The snow had fallen heavily over the dark waving moorland before the day of the funeral. The black storm-laden dome of heaven lay very still and close upon the white earth, as they carried the body forth out of the house which had known his presence so long as its ruling power. Two and two the mourners followed, making a black procession, in their winding march over the unbeaten snow, to Milne Row Church; now lost in some hollow of the bleak moors, now slowly climbing the heaving ascents. There was no long tarrying after the funeral, for many of the neighbours who accompanied the body to the grave had far to go, and the great white flakes which came slowly down were the boding forerunners of a heavy storm. One old friend alone accompanied the widow and her sons to their home.
The Upclose Farm had belonged for generations to the Leighs; and yet its possession hardly raised them above the rank of labourers. There was the house and out-buildings, all of an old-fashioned kind, and about seven acres of barren unproductive land, which they had never possessed capital enough to improve; indeed, they could hardly rely upon it for subsistence; and it had been customary to bring up the sons to some trade, such as a wheelwright’s or blacksmith’s.

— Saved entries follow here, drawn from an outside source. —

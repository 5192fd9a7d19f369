//! Integration tests for the device-side command/response cycle.
//!
//! These tests drive the protocol the way the camera firmware does:
//! framed text in, dispatch, extraction against current state, and a
//! reply built from the pre-allocated buffers.

use serde_json::Value;

use lepcam_protocol::{
    parse_command, parse_document, parse_set_config, parse_set_spotmeter, parse_set_wifi,
    CameraConfig, CommandId, DeviceInfo, FrameCodec, GainMode, ProtocolError, ResponseBuffers,
    SensorFrame, TimeParts, WifiInfo, MAX_IMAGE_TEXT_LEN, MSG_START, MSG_STOP,
};

/// Device state as the firmware holds it between commands.
struct TestDevice {
    config: CameraConfig,
    wifi: WifiInfo,
    info: DeviceInfo,
    clock: TimeParts,
    buffers: ResponseBuffers,
}

impl TestDevice {
    fn new() -> Self {
        TestDevice {
            config: CameraConfig {
                agc_enabled: false,
                emissivity: 98,
                gain_mode: GainMode::High,
            },
            wifi: WifiInfo {
                ap_ssid: "tcam-5FA1".to_string(),
                sta_ssid: "HomeNet".to_string(),
                ap_pw: "apsecret".to_string(),
                sta_pw: "stasecret".to_string(),
                flags: 0x05,
                ap_ip_addr: [1, 4, 168, 192],
                sta_ip_addr: [7, 1, 168, 192],
                sta_netmask: [0, 255, 255, 255],
                cur_ip_addr: [7, 1, 168, 192],
            },
            info: DeviceInfo::default(),
            clock: TimeParts {
                second: 14,
                minute: 10,
                hour: 21,
                weekday: 2,
                day: 18,
                month: 8,
                year: 54,
                millisecond: 205,
            },
            buffers: ResponseBuffers::new(),
        }
    }
}

/// Frame command text, run it through the codec, and dispatch it.
fn receive(codec: &mut FrameCodec, text: &str) -> (CommandId, Value) {
    codec.push(&FrameCodec::encode(text.as_bytes()));
    let payload = codec.decode().expect("framed command should decode");
    let doc = parse_document(std::str::from_utf8(&payload).expect("payload should be utf-8"))
        .expect("command text should parse");
    let parsed = parse_command(&doc).expect("dispatch should succeed");
    (parsed.id, doc)
}

/// Strip the reply framing and parse the JSON in between.
fn unframe(reply: &[u8]) -> Value {
    assert_eq!(reply[0], MSG_START);
    assert_eq!(*reply.last().unwrap(), MSG_STOP);
    serde_json::from_slice(&reply[1..reply.len() - 1]).expect("reply payload should parse")
}

// ============================================================================
// Status round trip
// ============================================================================

#[test]
fn test_get_status_cycle() {
    let mut device = TestDevice::new();
    let mut codec = FrameCodec::new();

    let (id, _doc) = receive(&mut codec, r#"{"cmd": "get_status"}"#);
    assert_eq!(id, CommandId::GetStatus);

    let reply = device
        .buffers
        .status_response(&device.wifi, &device.info, &device.clock)
        .expect("should build")
        .to_vec();

    let status = unframe(&reply);
    let status = status.get("status").expect("status section");
    assert_eq!(status["Camera"], "tcam-5FA1");
    assert_eq!(status["Model"], 2);
    assert_eq!(status["Version"], env!("CARGO_PKG_VERSION"));
    assert_eq!(status["Time"], "21:10:14.205");
    assert_eq!(status["Date"], "8/18/24");
}

// ============================================================================
// Config update semantics
// ============================================================================

#[test]
fn test_set_config_clamps_and_commits() {
    let mut device = TestDevice::new();
    let mut codec = FrameCodec::new();

    let (id, doc) = receive(
        &mut codec,
        r#"{"cmd": "set_config", "args": {"emissivity": 150}}"#,
    );
    assert_eq!(id, CommandId::SetConfig);

    let parsed = parse_command(&doc).expect("dispatch should succeed");
    let draft = parse_set_config(parsed.args, &device.config).expect("should extract");
    device.config = draft;

    // Over-range emissivity clamps; the other fields keep their values.
    assert_eq!(device.config.emissivity, 100);
    assert!(!device.config.agc_enabled);
    assert_eq!(device.config.gain_mode, GainMode::High);

    let reply = device
        .buffers
        .config_response(&device.config)
        .expect("should build")
        .to_vec();
    let doc = unframe(&reply);
    assert_eq!(doc["config"]["emissivity"], 100);
    assert_eq!(doc["config"]["agc_enabled"], 0);
    assert_eq!(doc["config"]["gain_mode"], 0);
}

#[test]
fn test_rejected_set_config_leaves_state_untouched() {
    let device = TestDevice::new();
    let mut codec = FrameCodec::new();

    let before = device.config;
    let (_, doc) = receive(&mut codec, r#"{"cmd": "set_config", "args": {}}"#);
    let parsed = parse_command(&doc).expect("dispatch should succeed");

    let result = parse_set_config(parsed.args, &device.config);
    assert!(matches!(result, Err(ProtocolError::MissingFields { .. })));
    assert_eq!(device.config, before);
}

// ============================================================================
// Wifi update semantics
// ============================================================================

#[test]
fn test_set_wifi_address_update() {
    let mut device = TestDevice::new();
    let mut codec = FrameCodec::new();

    let (id, doc) = receive(
        &mut codec,
        r#"{"cmd": "set_wifi", "args": {"ap_ip_addr": "10.0.0.1"}}"#,
    );
    assert_eq!(id, CommandId::SetWifi);

    let parsed = parse_command(&doc).expect("dispatch should succeed");
    let draft = parse_set_wifi(parsed.args, &device.wifi).expect("should extract");

    // First textual segment lands in the last slot.
    assert_eq!(draft.ap_ip_addr, [1, 0, 0, 10]);
    // Every other field carries over, passwords included.
    assert_eq!(draft.sta_ssid, device.wifi.sta_ssid);
    assert_eq!(draft.ap_pw, device.wifi.ap_pw);
    assert_eq!(draft.cur_ip_addr, device.wifi.cur_ip_addr);
    device.wifi = draft;

    let reply = device
        .buffers
        .wifi_response(&device.wifi)
        .expect("should build")
        .to_vec();
    let doc = unframe(&reply);
    assert_eq!(doc["wifi"]["ap_ip_addr"], "10.0.0.1");
    assert_eq!(doc["wifi"]["cur_ip_addr"], "192.168.1.7");
}

#[test]
fn test_rejected_set_wifi_leaves_state_untouched() {
    let device = TestDevice::new();
    let mut codec = FrameCodec::new();

    // The bad address arrives after two acceptable fields; the whole
    // update has to fail, not half of it.
    let (_, doc) = receive(
        &mut codec,
        r#"{"cmd": "set_wifi", "args": {"ap_ssid": "NewCam", "flags": 1, "sta_ip_addr": "not.an.address"}}"#,
    );
    let parsed = parse_command(&doc).expect("dispatch should succeed");
    let result = parse_set_wifi(parsed.args, &device.wifi);
    assert!(matches!(
        result,
        Err(ProtocolError::BadAddress { field: "sta_ip_addr", .. })
    ));
    // Nothing was committed; current state still has the old name.
    assert_eq!(device.wifi.ap_ssid, "tcam-5FA1");
    assert_eq!(device.wifi.flags, 0x05);
}

// ============================================================================
// Spotmeter
// ============================================================================

#[test]
fn test_set_spotmeter_cycle() {
    let mut codec = FrameCodec::new();
    let (id, doc) = receive(
        &mut codec,
        r#"{"cmd": "set_spotmeter", "args": {"r1": 40, "c1": 60, "r2": 80, "c2": 100}}"#,
    );
    assert_eq!(id, CommandId::SetSpotmeter);

    let parsed = parse_command(&doc).expect("dispatch should succeed");
    let region = parse_set_spotmeter(parsed.args).expect("should extract");
    assert_eq!((region.r1, region.c1, region.r2, region.c2), (40, 60, 80, 100));
}

// ============================================================================
// Unknown commands
// ============================================================================

#[test]
fn test_unknown_command_still_dispatches() {
    let mut codec = FrameCodec::new();
    let (id, _doc) = receive(&mut codec, r#"{"cmd": "do_a_flip", "args": {"x": 1}}"#);
    assert_eq!(id, CommandId::Unknown);
}

// ============================================================================
// Image document
// ============================================================================

#[test]
fn test_get_image_cycle() {
    let mut device = TestDevice::new();
    let mut codec = FrameCodec::new();

    let (id, _doc) = receive(&mut codec, r#"{"cmd": "get_image"}"#);
    assert_eq!(id, CommandId::GetImage);

    let frame = SensorFrame {
        pixels: (0u16..64).collect(),
        telemetry: vec![0xBEEF; 8],
    };
    let text = device
        .buffers
        .image_response(&frame, &device.wifi, &device.info, &device.clock)
        .expect("should build")
        .to_vec();

    // Bare document, no framing markers.
    assert_ne!(text[0], MSG_START);
    let doc: Value = serde_json::from_slice(&text).expect("should parse");
    assert_eq!(doc["metadata"]["Camera"], "tcam-5FA1");
    assert!(doc["radiometric"].is_string());
    assert!(doc["telemetry"].is_string());
}

#[test]
fn test_image_failure_then_status_still_works() {
    let mut device = TestDevice::new();

    // Telemetry too large for the text cap: the image build fails
    // after the radiometric section already encoded.
    let frame = SensorFrame {
        pixels: vec![1; 16],
        telemetry: vec![0; MAX_IMAGE_TEXT_LEN],
    };
    let err = device
        .buffers
        .image_response(&frame, &device.wifi, &device.info, &device.clock)
        .unwrap_err();
    assert!(matches!(err, ProtocolError::PayloadTooLarge { .. }));

    // The shared buffers come back clean for the next reply.
    let reply = device
        .buffers
        .status_response(&device.wifi, &device.info, &device.clock)
        .expect("should build");
    assert_eq!(reply[0], MSG_START);
    assert_eq!(*reply.last().unwrap(), MSG_STOP);
}

// ============================================================================
// Framing across a stream
// ============================================================================

#[test]
fn test_commands_split_across_reads() {
    let mut codec = FrameCodec::new();

    let first = FrameCodec::encode(br#"{"cmd": "stream_off"}"#);
    let second = FrameCodec::encode(br#"{"cmd": "poweroff"}"#);
    let mut stream = Vec::new();
    stream.extend_from_slice(b"junk");
    stream.extend_from_slice(&first);
    stream.extend_from_slice(&second);

    // Deliver in 3-byte reads, as a slow serial link would.
    let mut ids = Vec::new();
    for chunk in stream.chunks(3) {
        codec.push(chunk);
        while let Some(payload) = codec.decode() {
            let doc = parse_document(std::str::from_utf8(&payload).unwrap()).unwrap();
            ids.push(parse_command(&doc).unwrap().id);
        }
    }
    assert_eq!(ids, vec![CommandId::StreamOff, CommandId::Poweroff]);
}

James Leigh had left a will in the possession of the old man who accompanied them home. He read it aloud. James had bequeathed the farm to his faithful wife, Anne Leigh, for her lifetime, and afterwards to his son William. The hundred and odd pounds in the savings bank was to accumulate for Thomas.
After the reading was ended, Anne Leigh sat silent for a time and then she asked to speak to Samuel Orme alone. The sons went into the back kitchen, and thence strolled out into the fields regardless of the driving snow. The brothers were dearly fond of each other, although they were very different in character. Will, the elder, was like his father, stern, reserved, and scrupulously upright. Tom (who was ten years younger) was gentle and delicate as a girl, both in appearance and character. He had always clung to his mother and dreaded his father. They did not speak as they walked, for they were only in the habit of talking about facts, and hardly knew the more sophisticated language applied to the description of feelings.
Meanwhile their mother had taken hold of Samuel Orme’s arm with her trembling hand.